Prior to that extension, an FDA advisory committee voted that the available clinical data did not support Aduhelm as an effective Alzheimer’s treatment. Notably, the advisory committee did not consider the possibility of accelerated approval.
Some experts also favored a new Phase 3 trial, testing the treatment at high dose prior to an approval decision.
“Based on our review of data presented publicly in December 2019,” neurologists with the Mayo Clinic and Stanford University wrote in a policy forum paper published in November 2020, “we do not agree with Biogen’s claim for efficacy. … Aducanumab’s efficacy as a treatment for the cognitive dysfunction in Alzheimer’s disease cannot be proven by clinical trials with divergent outcomes.”

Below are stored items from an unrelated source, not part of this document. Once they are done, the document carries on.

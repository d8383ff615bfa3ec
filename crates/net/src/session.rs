use std::collections::BTreeMap;

use rigsync_common::{BodyId, PeerId, PeerRole};
use rigsync_physics::{RigidbodyState, SimBody};
use rigsync_replicate::{ConfigError, NetworkRigidbody, SyncConfig};
use serde::Serialize;

use crate::loopback::{LoopbackNetwork, NetConfig};

/// Upper bound on delivery rounds per pump; a client write needs two
/// (client to server, server to observers).
const MAX_PUMP_ROUNDS: usize = 8;

/// Errors from session management.
#[derive(Debug, thiserror::Error)]
pub enum SessionError {
    #[error("unknown peer {0}")]
    UnknownPeer(PeerId),
    #[error("{0} already joined")]
    DuplicatePeer(PeerId),
    #[error("unknown body {0:?}")]
    UnknownBody(BodyId),
    #[error("invalid sync config: {0}")]
    Config(#[from] ConfigError),
}

/// One participant and its local copies of every spawned body.
#[derive(Debug)]
pub struct Peer {
    role: PeerRole,
    bodies: BTreeMap<BodyId, NetworkRigidbody<SimBody>>,
}

impl Peer {
    pub fn role(&self) -> &PeerRole {
        &self.role
    }

    pub fn body(&self, id: BodyId) -> Option<&NetworkRigidbody<SimBody>> {
        self.bodies.get(&id)
    }

    pub fn bodies(&self) -> &BTreeMap<BodyId, NetworkRigidbody<SimBody>> {
        &self.bodies
    }
}

/// What the server knows about a spawned body, used to instantiate it on
/// peers that join later.
#[derive(Debug, Clone)]
struct SpawnRecord {
    config: SyncConfig,
    prefab: SimBody,
    owner: Option<PeerId>,
}

/// Running counters across the session's lifetime.
#[derive(Debug, Clone, Copy, Default, PartialEq, Eq, Serialize)]
pub struct SessionStats {
    pub network_ticks: u64,
    pub physics_steps: u64,
    pub envelopes_sent: u64,
    pub updates_applied: u64,
    pub rejected: u64,
}

/// Hosts a server and its clients over a [`LoopbackNetwork`] and drives both
/// clocks for every body on every peer.
#[derive(Debug)]
pub struct Session {
    network: LoopbackNetwork,
    peers: BTreeMap<PeerId, Peer>,
    spawned: BTreeMap<BodyId, SpawnRecord>,
    stats: SessionStats,
}

impl Session {
    pub fn new(server: PeerId, config: NetConfig) -> Self {
        let mut peers = BTreeMap::new();
        peers.insert(
            server,
            Peer {
                role: PeerRole::server(server),
                bodies: BTreeMap::new(),
            },
        );
        Self {
            network: LoopbackNetwork::new(server, config),
            peers,
            spawned: BTreeMap::new(),
            stats: SessionStats::default(),
        }
    }

    pub fn server(&self) -> PeerId {
        self.network.server()
    }

    pub fn network(&self) -> &LoopbackNetwork {
        &self.network
    }

    pub fn network_mut(&mut self) -> &mut LoopbackNetwork {
        &mut self.network
    }

    pub fn stats(&self) -> &SessionStats {
        &self.stats
    }

    pub fn peer(&self, id: PeerId) -> Option<&Peer> {
        self.peers.get(&id)
    }

    pub fn peer_ids(&self) -> Vec<PeerId> {
        self.peers.keys().copied().collect()
    }

    pub fn body_ids(&self) -> Vec<BodyId> {
        self.spawned.keys().copied().collect()
    }

    pub fn owner(&self, body: BodyId) -> Option<PeerId> {
        self.spawned.get(&body).and_then(|r| r.owner)
    }

    pub fn body(&self, peer: PeerId, body: BodyId) -> Option<&NetworkRigidbody<SimBody>> {
        self.peers.get(&peer)?.bodies.get(&body)
    }

    pub fn body_mut(&mut self, peer: PeerId, body: BodyId) -> Option<&mut NetworkRigidbody<SimBody>> {
        self.peers.get_mut(&peer)?.bodies.get_mut(&body)
    }

    /// The peer currently authoritative for `body`, if any copy claims it.
    pub fn authority_of(&self, body: BodyId) -> Option<PeerId> {
        self.peers
            .iter()
            .find(|(_, p)| p.bodies.get(&body).is_some_and(|b| b.is_authoritative()))
            .map(|(id, _)| *id)
    }

    /// Largest distance between the authority's velocity and any other
    /// copy's velocity.
    pub fn velocity_divergence(&self, body: BodyId) -> Option<f32> {
        let authority = self.body(self.authority_of(body)?, body)?.body().velocity();
        self.peers
            .values()
            .filter_map(|p| p.bodies.get(&body))
            .filter(|b| !b.is_authoritative())
            .map(|b| b.body().velocity().distance(authority))
            .reduce(f32::max)
            .or(Some(0.0))
    }

    /// Connect a client. It instantiates every spawned body from its prefab,
    /// applies the buffered latest values, and only then starts the bodies.
    pub fn join(&mut self, peer: PeerId) -> Result<(), SessionError> {
        if self.peers.contains_key(&peer) {
            return Err(SessionError::DuplicatePeer(peer));
        }
        self.network.connect(peer);
        let role = PeerRole::client(peer);
        let mut bodies = BTreeMap::new();
        for (id, record) in &self.spawned {
            let body = NetworkRigidbody::new(*id, record.config, record.prefab.clone(), record.owner)?;
            bodies.insert(*id, body);
        }

        let mut hydrated = 0;
        for (from, envelope) in self.network.drain(peer) {
            let Some(body) = bodies.get_mut(&envelope.body) else {
                continue;
            };
            match body.receive(from, &envelope, &role, &mut self.network.link(peer)) {
                Ok(n) => hydrated += n,
                Err(e) => {
                    self.stats.rejected += 1;
                    tracing::warn!(%peer, %from, "rejected buffered envelope: {e}");
                }
            }
        }
        self.stats.updates_applied += hydrated as u64;

        for body in bodies.values_mut() {
            let sent = body.start(&role, &mut self.network.link(peer));
            self.stats.envelopes_sent += sent as u64;
        }
        self.peers.insert(peer, Peer { role, bodies });
        tracing::info!(%peer, bodies = self.spawned.len(), hydrated, "peer joined");
        Ok(())
    }

    /// Disconnect a client. Bodies it owned fall back to having no owner.
    pub fn leave(&mut self, peer: PeerId) -> Result<(), SessionError> {
        if peer == self.server() || !self.peers.contains_key(&peer) {
            return Err(SessionError::UnknownPeer(peer));
        }
        self.peers.remove(&peer);
        self.network.disconnect(peer);
        let orphaned: Vec<BodyId> = self
            .spawned
            .iter()
            .filter(|(_, r)| r.owner == Some(peer))
            .map(|(id, _)| *id)
            .collect();
        for body in orphaned {
            self.transfer_ownership(body, None)?;
        }
        tracing::info!(%peer, "peer left");
        Ok(())
    }

    /// Spawn a body on every connected peer and start it everywhere.
    pub fn spawn(
        &mut self,
        config: SyncConfig,
        prefab: SimBody,
        owner: Option<PeerId>,
    ) -> Result<BodyId, SessionError> {
        config.validate()?;
        if let Some(owner) = owner {
            if !self.peers.contains_key(&owner) {
                return Err(SessionError::UnknownPeer(owner));
            }
        }
        let id = BodyId::new();
        for (peer_id, peer) in self.peers.iter_mut() {
            let mut body = NetworkRigidbody::new(id, config, prefab.clone(), owner)?;
            let sent = body.start(&peer.role, &mut self.network.link(*peer_id));
            self.stats.envelopes_sent += sent as u64;
            peer.bodies.insert(id, body);
        }
        self.spawned.insert(
            id,
            SpawnRecord {
                config,
                prefab,
                owner,
            },
        );
        tracing::info!(body = ?id, ?owner, authority = ?config.authority, "body spawned");
        Ok(id)
    }

    pub fn despawn(&mut self, body: BodyId) -> Result<(), SessionError> {
        self.spawned
            .remove(&body)
            .ok_or(SessionError::UnknownBody(body))?;
        for peer in self.peers.values_mut() {
            peer.bodies.remove(&body);
        }
        self.network.forget_body(body);
        tracing::info!(?body, "body despawned");
        Ok(())
    }

    /// Deliver an ownership change to every peer.
    pub fn transfer_ownership(
        &mut self,
        body: BodyId,
        owner: Option<PeerId>,
    ) -> Result<(), SessionError> {
        if let Some(owner) = owner {
            if !self.peers.contains_key(&owner) {
                return Err(SessionError::UnknownPeer(owner));
            }
        }
        let record = self
            .spawned
            .get_mut(&body)
            .ok_or(SessionError::UnknownBody(body))?;
        let previous = record.owner;
        record.owner = owner;
        for peer in self.peers.values_mut() {
            if let Some(copy) = peer.bodies.get_mut(&body) {
                copy.on_ownership_changed(previous, owner, &peer.role);
            }
        }
        tracing::info!(?body, ?previous, ?owner, "ownership transferred");
        Ok(())
    }

    /// Network tick on every peer, without delivering anything.
    pub fn network_tick(&mut self) -> usize {
        let _span = tracing::info_span!("network_tick", tick = self.stats.network_ticks).entered();
        let mut sent = 0;
        for (peer_id, peer) in self.peers.iter_mut() {
            for body in peer.bodies.values_mut() {
                let report = body.network_tick(&peer.role, &mut self.network.link(*peer_id));
                sent += report.envelopes;
            }
        }
        self.stats.network_ticks += 1;
        self.stats.envelopes_sent += sent as u64;
        sent
    }

    /// Deliver queued traffic until the network is quiet. Returns the number
    /// of field updates applied.
    pub fn pump(&mut self) -> usize {
        let mut applied = 0;
        for _ in 0..MAX_PUMP_ROUNDS {
            if self.network.pending() == 0 {
                break;
            }
            for (peer_id, peer) in self.peers.iter_mut() {
                for (from, envelope) in self.network.drain(*peer_id) {
                    let Some(body) = peer.bodies.get_mut(&envelope.body) else {
                        tracing::trace!(peer = %peer_id, body = ?envelope.body, "envelope for unknown body");
                        continue;
                    };
                    match body.receive(from, &envelope, &peer.role, &mut self.network.link(*peer_id)) {
                        Ok(n) => applied += n,
                        Err(e) => {
                            self.stats.rejected += 1;
                            tracing::warn!(peer = %peer_id, %from, "rejected envelope: {e}");
                        }
                    }
                }
            }
        }
        self.stats.updates_applied += applied as u64;
        applied
    }

    /// Network tick followed by delivery.
    pub fn tick(&mut self) -> usize {
        self.network_tick();
        self.pump()
    }

    /// Physics step on every peer: local clearing, then integration.
    pub fn physics_step(&mut self, dt: f32) {
        for peer in self.peers.values_mut() {
            for body in peer.bodies.values_mut() {
                body.fixed_update();
                body.body_mut().integrate(dt);
            }
        }
        self.stats.physics_steps += 1;
    }
}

“We are well-aware of the attention surrounding this approval. … With a treatment for a serious, life-threatening disease in the balance, it makes sense that so many people were following the outcome of this review,” the FDA stated, adding that the clinical trial data on the therapy “were highly complex and left residual uncertainties regarding clinical benefit.”
Accelerated approval
Although the clinical trials were not conclusive on the therapy’s effect on cognition and function, they clearly showed that Aduhelm can reduce levels of beta-amyloid plaques, according to the FDA. These data formed the basis for the FDA’s decision to give the therapy accelerated approval, which allows for earlier approval based on a surrogate endpoint as a marker, such as a laboratory measure (in this case, the reduction in beta-amyloid).
“Treatment with Aduhelm was clearly shown in all trials to substantially reduce amyloid beta plaques. This reduction in plaques is reasonably likely to result in clinical benefit,” the FDA wrote.
As a stipulation of the approval, the medication’s manufacturers will be required to conduct additional clinical testing to verify the anticipated clinical benefit, known as Phase 4 confirmatory trials. If data from these trials do not verify the anticipated benefit, the FDA could remove Aduhelm from the market.
“This approval is a victory for people living with Alzheimer’s and their families,” said Harry Johns, president and CEO of the Alzheimer’s Association. “It is a new day. This approval allows people living with Alzheimer’s more time to live better. For families it means being able to hold on to their loved ones longer. It is about reinvigorating scientists and companies in the fight against this scourge of a disease. It is about hope.”
Applications seeking approval of Aduhelm in the European Union and Japan are currently under review.
Biogen has initiated the open-label EMBARK trial (NCT04241068), which is testing Aduhelm at its high dose (up to 10 mg/kg) in people who previously took part in ENGAGE, EMERGE, or other aducanumab clinical trials that were discontinued in 2019.